Ask Rollie
Goal
Create an AI-powered chat experience that lets Onaroll operators quickly query their own performance data—without needing third-party analytics tools. The aim was to make complex data accessible in seconds and empower store leaders to make faster, data-driven decisions.
Role
Senior Product Designer
Tools
Figma, OpenAI (ChatGPT) API, internal Onaroll data platform
Overview
Context
Onaroll wanted to make store data more accessible for operators who rely on it every day. While the company already had powerful dashboards, most insights were hidden behind complex filters and reports. Ask Rollie was created to make that data conversational — letting users ask questions in plain language and get instant answers.
Challenge
Operators often knew what they needed but didn’t know where to find it. The goal was to design a lightweight, AI-powered chat that could translate everyday questions into real, usable insights. It had to feel natural, friendly, and intuitive while working within MVP constraints.
Role
As the Senior Product Designer, I led end-to-end design from research to delivery. I partnered with product, data, and engineering to define the experience, test flows, and create a simple interface that made complex data feel easy and human.
Design Process
Understanding Users
I started by talking with store operators and managers to understand how they searched for data and what made the process frustrating. Most people knew what they wanted to find but didn’t know where to look. That insight became the foundation for Ask Rollie — a tool designed to make getting answers as simple as asking a question.
Exploration and Iteration
I explored different ways to blend a familiar chat experience with the complexity of displaying data. Early concepts tested how messages, tables, and summaries could fit together without feeling overwhelming. Through several rounds of feedback, the design evolved into a clean, conversational interface that kept the focus on clarity and ease of use.
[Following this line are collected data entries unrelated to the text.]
//! Hub configuration
//!
//! Loaded from JSON or TOML files; every field has a default so partial
//! files are accepted.

use serde::{Deserialize, Serialize};
use std::path::Path;
use std::time::Duration;

use crate::error::ConfigError;

/// Configuration for an [`EventHub`](super::EventHub)
#[derive(Debug, Clone, PartialEq, Serialize, Deserialize)]
#[serde(default)]
pub struct HubConfig {
    /// Capacity of the broadcast channel feeding async observers.
    pub channel_capacity: usize,
    /// Listeners per event before a warning is logged. `0` disables the check.
    pub max_listeners: usize,
    /// Whether to keep emission history.
    pub enable_history: bool,
    /// Maximum number of emissions to retain in history.
    pub max_history_size: usize,
    /// How long to retain emissions in history, in seconds.
    pub history_retention_secs: u64,
}

impl Default for HubConfig {
    fn default() -> Self {
        Self {
            channel_capacity: 1024,
            max_listeners: 10,
            enable_history: false,
            max_history_size: 1000,
            history_retention_secs: 300,
        }
    }
}

impl HubConfig {
    /// History retention as a duration
    pub fn history_retention(&self) -> Duration {
        Duration::from_secs(self.history_retention_secs)
    }

    /// Load config from file (JSON or TOML)
    pub fn load_from_file(path: &Path) -> Result<Self, ConfigError> {
        let content = std::fs::read_to_string(path).map_err(|source| ConfigError::Io {
            path: path.display().to_string(),
            source,
        })?;

        let config: Self = match Format::of(path)? {
            Format::Json => serde_json::from_str(&content).map_err(|e| ConfigError::Parse {
                reason: format!("invalid JSON: {}", e),
            })?,
            Format::Toml => toml::from_str(&content).map_err(|e| ConfigError::Parse {
                reason: format!("invalid TOML: {}", e),
            })?,
        };

        config.validate()?;
        tracing::debug!(path = %path.display(), "Loaded hub config");
        Ok(config)
    }

    /// Save config to file (JSON or TOML)
    pub fn save_to_file(&self, path: &Path) -> Result<(), ConfigError> {
        self.validate()?;

        let content = match Format::of(path)? {
            Format::Json => serde_json::to_string_pretty(self).map_err(|e| ConfigError::Parse {
                reason: format!("failed to serialize: {}", e),
            })?,
            Format::Toml => toml::to_string_pretty(self).map_err(|e| ConfigError::Parse {
                reason: format!("failed to serialize: {}", e),
            })?,
        };

        std::fs::write(path, content).map_err(|source| ConfigError::Io {
            path: path.display().to_string(),
            source,
        })
    }

    /// Validate configuration
    pub fn validate(&self) -> Result<(), ConfigError> {
        if self.channel_capacity == 0 {
            return Err(ConfigError::InvalidValue {
                field: "channel_capacity",
                reason: "must be > 0".to_string(),
            });
        }

        if self.enable_history && self.max_history_size == 0 {
            return Err(ConfigError::InvalidValue {
                field: "max_history_size",
                reason: "must be > 0 when history is enabled".to_string(),
            });
        }

        Ok(())
    }
}

enum Format {
    Json,
    Toml,
}

impl Format {
    fn of(path: &Path) -> Result<Self, ConfigError> {
        match path.extension().and_then(|ext| ext.to_str()) {
            Some("json") => Ok(Format::Json),
            Some("toml") => Ok(Format::Toml),
            _ => Err(ConfigError::UnsupportedFormat {
                path: path.display().to_string(),
            }),
        }
    }
}
//! Server configuration read from the process environment.

use std::{collections::BTreeSet, time::Duration};

use thiserror::Error;

#[derive(Error, Debug)]
pub enum ConfigError {
    #[error("Invalid value for {name}: '{value}'")]
    Invalid { name: String, value: String },
}

/// Returns the variable's value or `default` when it is unset.
#[must_use]
pub fn default_env(name: &str, default: &str) -> String {
    std::env::var(name).unwrap_or_else(|_| default.to_string())
}

/// # Errors
///
/// * If the variable is set but is not a valid `usize`
pub fn option_env_usize(name: &str) -> Result<Option<usize>, ConfigError> {
    match std::env::var(name) {
        Ok(value) => value
            .trim()
            .parse::<usize>()
            .map(Some)
            .map_err(|_| ConfigError::Invalid {
                name: name.to_string(),
                value,
            }),
        Err(_) => Ok(None),
    }
}

/// # Errors
///
/// * If the variable is set but is not a valid `usize`
pub fn default_env_usize(name: &str, default: usize) -> Result<usize, ConfigError> {
    Ok(option_env_usize(name)?.unwrap_or(default))
}

/// Splits a comma separated allow-list into normalized identities.
#[must_use]
pub fn parse_allow_list(value: &str) -> BTreeSet<String> {
    value
        .split(',')
        .map(normalize_identity)
        .filter(|x| !x.is_empty())
        .collect()
}

#[must_use]
pub fn normalize_identity(identity: &str) -> String {
    identity.trim().to_lowercase()
}

#[derive(Debug, Clone)]
pub struct Config {
    pub bind_addr: String,
    pub port: u16,
    pub workers: Option<usize>,
    pub admin_identities: BTreeSet<String>,
    pub reap_interval: Duration,
    pub session_timeout: Duration,
}

impl Default for Config {
    fn default() -> Self {
        Self {
            bind_addr: "0.0.0.0".to_string(),
            port: 3001,
            workers: None,
            admin_identities: BTreeSet::new(),
            reap_interval: Duration::from_secs(60),
            session_timeout: Duration::from_secs(5 * 60),
        }
    }
}

impl Config {
    /// # Errors
    ///
    /// * If any numeric environment variable fails to parse
    pub fn from_env() -> Result<Self, ConfigError> {
        let defaults = Self::default();

        let port = match std::env::args().nth(1) {
            Some(arg) => arg.parse::<u16>().map_err(|_| ConfigError::Invalid {
                name: "port argument".to_string(),
                value: arg,
            })?,
            None => {
                let port = default_env_usize("PORT", usize::from(defaults.port))?;
                u16::try_from(port).map_err(|_| ConfigError::Invalid {
                    name: "PORT".to_string(),
                    value: port.to_string(),
                })?
            }
        };

        Ok(Self {
            bind_addr: default_env("BIND_ADDR", &defaults.bind_addr),
            port,
            workers: option_env_usize("ACTIX_WORKERS")?,
            admin_identities: parse_allow_list(&default_env("ADMIN_EMAILS", "")),
            reap_interval: Duration::from_secs(default_env_usize("REAP_INTERVAL_SECS", 60)? as u64),
            session_timeout: Duration::from_secs(
                default_env_usize("SESSION_TIMEOUT_SECS", 5 * 60)? as u64,
            ),
        })
    }
}

#[cfg(test)]
mod tests {
    use pretty_assertions::assert_eq;

    use super::*;

    #[test_log::test]
    fn parse_allow_list_trims_lowercases_and_skips_empty_entries() {
        let list = parse_allow_list(" Mod@Example.com,, second@example.com ,");

        assert_eq!(
            list.into_iter().collect::<Vec<_>>(),
            vec![
                "mod@example.com".to_string(),
                "second@example.com".to_string()
            ]
        );
    }

    #[test_log::test]
    fn default_config_uses_reference_reaper_timings() {
        let config = Config::default();

        assert_eq!(config.port, 3001);
        assert_eq!(config.reap_interval, Duration::from_secs(60));
        assert_eq!(config.session_timeout, Duration::from_secs(300));
        assert!(config.admin_identities.is_empty());
    }
}
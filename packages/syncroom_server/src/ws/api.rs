use actix_web::{HttpRequest, HttpResponse, Result, get, web};

use crate::ws::{handler, server::SyncServerHandle};

#[get("/ws")]
pub async fn websocket(
    req: HttpRequest,
    stream: web::Payload,
    sync_server: web::Data<SyncServerHandle>,
) -> Result<HttpResponse, actix_web::Error> {
    let (res, session, msg_stream) = actix_ws::handle(&req, stream)?;

    // spawn websocket handler (and don't await it) so that the response is returned immediately
    actix_web::rt::spawn(async move {
        if let Err(err) =
            handler::handle_ws(sync_server.get_ref().clone(), session, msg_stream).await
        {
            log::error!("WebSocket handler failed: {err}");
        }
    });

    Ok(res)
}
Collaboration and Validation
I partnered closely with product, engineering, and data to shape what was possible for the MVP. Together we defined how ChatGPT would generate responses, refined interaction details, and tested the flow with real users. The final design delivered an experience that made insights fast, friendly, and accessible for everyone.
Outcome
Impact
Ask Rollie made data feel accessible for everyone. Operators could finally get answers to everyday questions without digging through dashboards or waiting on reports. Early feedback described it as “like texting your data,” and teams quickly adopted it as part of their daily routine.
Results
The MVP successfully proved the value of conversational data tools, reducing the time it took to find key insights and improving engagement with performance metrics. It also opened the door for future AI-driven features across the TMX platform.
Reflection
This project taught me how powerful simplicity can be — especially when designing for users who are busy, mobile, and not always tech-savvy. It also reinforced the value of working closely with cross-functional partners to turn ambitious ideas into something tangible and genuinely useful.